La subvention accordée par an et par enfant est de 48 000 F CFA à l’ANPE et 60 000 F CFA dans les autres établissements. Après la suspension, la scolarité de plus d’une dizaine d’élèves boursiers est compromise. Le reste continue de suivre les cours mais dans l’angoisse. C’est le constat que nous avons fait en interrogeant certains d’entre eux.

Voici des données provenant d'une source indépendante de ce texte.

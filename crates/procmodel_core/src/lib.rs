//! Core domain logic for the process model repository.
//!
//! Writes travel through an ordered command log and are applied by a
//! background consumer; a reconciler keeps the document store and the
//! permission authority converged.

pub mod authority;
pub mod config;
pub mod db;
pub mod lifecycle;
pub mod logging;
pub mod model;
pub mod repo;
pub mod runtime;
pub mod service;
pub mod source;

pub use authority::{
    AuthorityError, HttpPermissionAuthority, InMemoryAuthority, PermissionAuthority,
};
pub use config::{CommandLogBackend, ConfigError, ServiceConfig};
pub use lifecycle::{shutdown_channel, ShutdownSignal, ShutdownTrigger};
pub use logging::{
    default_log_level, init_logging, logging_status, LogDestination, LoggingError,
};
pub use model::caller::Caller;
pub use model::command::{Command, CommandCodecError, CommandKind};
pub use model::permission::{
    PageOptions, Permission, PermissionsMap, ResourcePermissions, TopicRegistration,
};
pub use model::process::{ProcessDocument, ProcessId, ProcessValidationError};
pub use repo::process_repo::{
    ListOptions, ProcessPage, ProcessRepository, RepoError, RepoResult, SqliteProcessRepository,
};
pub use runtime::{exit_process_on_fatal, start, Collaborators, ServiceHandle, StartError};
pub use service::backfill::{run_permission_backfill, BackfillReport};
pub use service::materializer::{ApplyOutcome, Materializer};
pub use service::process_control::{ControlError, ProcessController, PublicCommand};
pub use service::reconciler::{CleanupReport, ReconcileError, Reconciler};

/// Returns the core crate version.
pub fn core_version() -> &'static str {
    env!("CARGO_PKG_VERSION")
}
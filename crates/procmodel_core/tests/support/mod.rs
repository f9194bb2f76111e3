//! Shared test doubles.
#![allow(dead_code)]

use async_trait::async_trait;
use procmodel_core::authority::AuthorityResult;
use procmodel_core::{
    Caller, InMemoryAuthority, PageOptions, Permission, PermissionAuthority, ProcessDocument,
    ProcessRepository, ResourcePermissions, TopicRegistration,
};
use std::collections::BTreeMap;
use std::sync::atomic::{AtomicBool, AtomicUsize, Ordering};
use std::sync::{Arc, Mutex};
use tokio::sync::Notify;

/// Delegates to an in-memory authority and interleaves scripted events with
/// its calls, standing in for concurrent consumers and slow networks.
pub struct ScriptedAuthority {
    pub inner: Arc<InMemoryAuthority>,
    /// Signalled when a gated admin listing starts.
    pub entered: Notify,
    /// Lets a gated admin listing continue.
    pub release: Notify,
    gate_listing: AtomicBool,
    revoke_after_first_page: Mutex<Option<String>>,
    store_before_remove: Mutex<Option<(Arc<dyn ProcessRepository>, ProcessDocument)>>,
    dropped_grants: AtomicUsize,
}

impl ScriptedAuthority {
    pub fn new(inner: Arc<InMemoryAuthority>) -> Self {
        Self {
            inner,
            entered: Notify::new(),
            release: Notify::new(),
            gate_listing: AtomicBool::new(false),
            revoke_after_first_page: Mutex::new(None),
            store_before_remove: Mutex::new(None),
            dropped_grants: AtomicUsize::new(0),
        }
    }

    /// Parks the next admin listing until `release` is notified.
    pub fn gate_next_listing(self) -> Self {
        self.gate_listing.store(true, Ordering::SeqCst);
        self
    }

    /// Removes the grant on `id` right after the first page has been served.
    pub fn revoke_after_first_page(self, id: &str) -> Self {
        *self.revoke_after_first_page.lock().unwrap() = Some(id.to_string());
        self
    }

    /// Stores `document` just before the next grant removal reaches the inner authority.
    pub fn store_before_remove(
        self,
        repo: Arc<dyn ProcessRepository>,
        document: ProcessDocument,
    ) -> Self {
        *self.store_before_remove.lock().unwrap() = Some((repo, document));
        self
    }

    /// Acknowledges the next `count` grant writes without applying them.
    pub fn drop_grants(self, count: usize) -> Self {
        self.dropped_grants.store(count, Ordering::SeqCst);
        self
    }
}

#[async_trait]
impl PermissionAuthority for ScriptedAuthority {
    async fn set_topic(&self, registration: &TopicRegistration) -> AuthorityResult<()> {
        self.inner.set_topic(registration).await
    }

    async fn check_permission(
        &self,
        caller: &Caller,
        topic: &str,
        id: &str,
        permission: Permission,
    ) -> AuthorityResult<bool> {
        self.inner
            .check_permission(caller, topic, id, permission)
            .await
    }

    async fn check_multiple_permissions(
        &self,
        caller: &Caller,
        topic: &str,
        ids: &[String],
        permission: Permission,
    ) -> AuthorityResult<BTreeMap<String, bool>> {
        self.inner
            .check_multiple_permissions(caller, topic, ids, permission)
            .await
    }

    async fn list_accessible_resource_ids(
        &self,
        caller: &Caller,
        topic: &str,
        page: PageOptions,
        permission: Permission,
    ) -> AuthorityResult<Vec<String>> {
        self.inner
            .list_accessible_resource_ids(caller, topic, page, permission)
            .await
    }

    async fn admin_list_resource_ids(
        &self,
        topic: &str,
        page: PageOptions,
    ) -> AuthorityResult<Vec<String>> {
        if self.gate_listing.swap(false, Ordering::SeqCst) {
            self.entered.notify_one();
            self.release.notified().await;
        }
        let ids = self.inner.admin_list_resource_ids(topic, page).await?;
        if page.offset == 0 {
            let revoked = self.revoke_after_first_page.lock().unwrap().take();
            if let Some(id) = revoked {
                self.inner.remove_resource(topic, &id).await?;
            }
        }
        Ok(ids)
    }

    async fn get_resource(
        &self,
        topic: &str,
        id: &str,
    ) -> AuthorityResult<Option<ResourcePermissions>> {
        self.inner.get_resource(topic, id).await
    }

    async fn set_permission(
        &self,
        topic: &str,
        id: &str,
        permissions: &ResourcePermissions,
    ) -> AuthorityResult<()> {
        let dropped = self
            .dropped_grants
            .fetch_update(Ordering::SeqCst, Ordering::SeqCst, |left| left.checked_sub(1))
            .is_ok();
        if dropped {
            return Ok(());
        }
        self.inner.set_permission(topic, id, permissions).await
    }

    async fn remove_resource(&self, topic: &str, id: &str) -> AuthorityResult<()> {
        let pending = self.store_before_remove.lock().unwrap().take();
        if let Some((repo, document)) = pending {
            repo.upsert_process(&document).unwrap();
        }
        self.inner.remove_resource(topic, id).await
    }
}
//! Apply layer between decoded commands and the document store.
//!
//! # Responsibility
//! - Turn commands into keyed store writes.
//! - Expose the id listings the reconciler diffs.
//!
//! # Invariants
//! - Applying the same command twice leaves the store in the same state.
//! - PUT stamps `last_updated_unix` only when the document carries no stamp.
//! - DELETE of a missing id succeeds.
//! - Async callers reach the store through `run_blocking`, never on a runtime
//!   worker thread.

use crate::model::command::Command;
use crate::model::process::{unix_now, ProcessDocument, ProcessId};
use crate::repo::process_repo::{ProcessRepository, RepoError, RepoResult};
use std::collections::BTreeSet;
use std::sync::Arc;

/// What a single apply did to the store.
#[derive(Debug, Clone, Copy, PartialEq, Eq)]
pub enum ApplyOutcome {
    Upserted,
    Deleted,
    AlreadyAbsent,
}

/// Idempotent writer over a shared repository.
#[derive(Clone)]
pub struct Materializer {
    repo: Arc<dyn ProcessRepository>,
}

impl Materializer {
    pub fn new(repo: Arc<dyn ProcessRepository>) -> Self {
        Self { repo }
    }

    pub fn repository(&self) -> &Arc<dyn ProcessRepository> {
        &self.repo
    }

    /// Runs `call` on the blocking pool with a clone of this materializer.
    pub async fn run_blocking<T, F>(&self, call: F) -> RepoResult<T>
    where
        T: Send + 'static,
        F: FnOnce(&Materializer) -> RepoResult<T> + Send + 'static,
    {
        let materializer = self.clone();
        tokio::task::spawn_blocking(move || call(&materializer))
            .await
            .map_err(|err| RepoError::Worker(err.to_string()))?
    }

    pub fn apply(&self, command: &Command) -> RepoResult<ApplyOutcome> {
        match command {
            Command::Put { document, .. } => {
                self.upsert(document)?;
                Ok(ApplyOutcome::Upserted)
            }
            Command::Delete { id, .. } => self.remove(id),
        }
    }

    /// Full replace of `document`, stamping it first when unstamped.
    pub fn upsert(&self, document: &ProcessDocument) -> RepoResult<()> {
        if document.is_stamped() {
            return self.repo.upsert_process(document);
        }
        let mut stamped = document.clone();
        stamped.stamp_if_unset(unix_now());
        self.repo.upsert_process(&stamped)
    }

    pub fn remove(&self, id: &str) -> RepoResult<ApplyOutcome> {
        if self.repo.delete_process(id)? {
            Ok(ApplyOutcome::Deleted)
        } else {
            Ok(ApplyOutcome::AlreadyAbsent)
        }
    }

    pub fn exists(&self, id: &str) -> RepoResult<bool> {
        Ok(self.repo.get_process(id)?.is_some())
    }

    pub fn list_all_ids(&self) -> RepoResult<BTreeSet<ProcessId>> {
        self.repo.list_all_ids()
    }

    pub fn list_ids_not_updated_since(&self, cutoff_unix: i64) -> RepoResult<BTreeSet<ProcessId>> {
        self.repo.list_ids_not_updated_since(cutoff_unix)
    }
}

La suspension des bourses Fonds enfants consommée, place aux lamentations des parents et élèves pour qui ces subsides étaient plus qu’une bouée de sauvetage. Hien Sié dit Mamala est de ceux-là. Entre révolte et résignation, il nous a confié ceci : "Aujourd’hui-même l’enfant va avec la peur au ventre. Il craint qu’on le chasse. Je ne sais pas si on va réellement le chasser". Pour lui, l’autorité communale est coupable de cette suspension : "Lorsque l’enfant est venu me faire savoir que le maire estime que les parents qui ont leurs enfants chez les soeurs (NDLR : complexe Notre dame de l’Annonciation) ne sont pas des nécessiteux, je lui ai dit que le maire ne peut pas dire cela parce que ce n’est pas son argent", avait-il poursuivi. Et l’ex-sociétaire du Bafuji football club de nous prendre à témoin. "Cette maison que vous voyez est-elle une habitation de quelqu’un qui a les moyens ?" Ironie du sort, Mamala fait partie du lot des sinistrés de l’hivernage qui vient de s’achever. Dès notre arrivée, nous l’avons trouvé creusant la terre pour relever la plus grande partie de sa maison écroulée.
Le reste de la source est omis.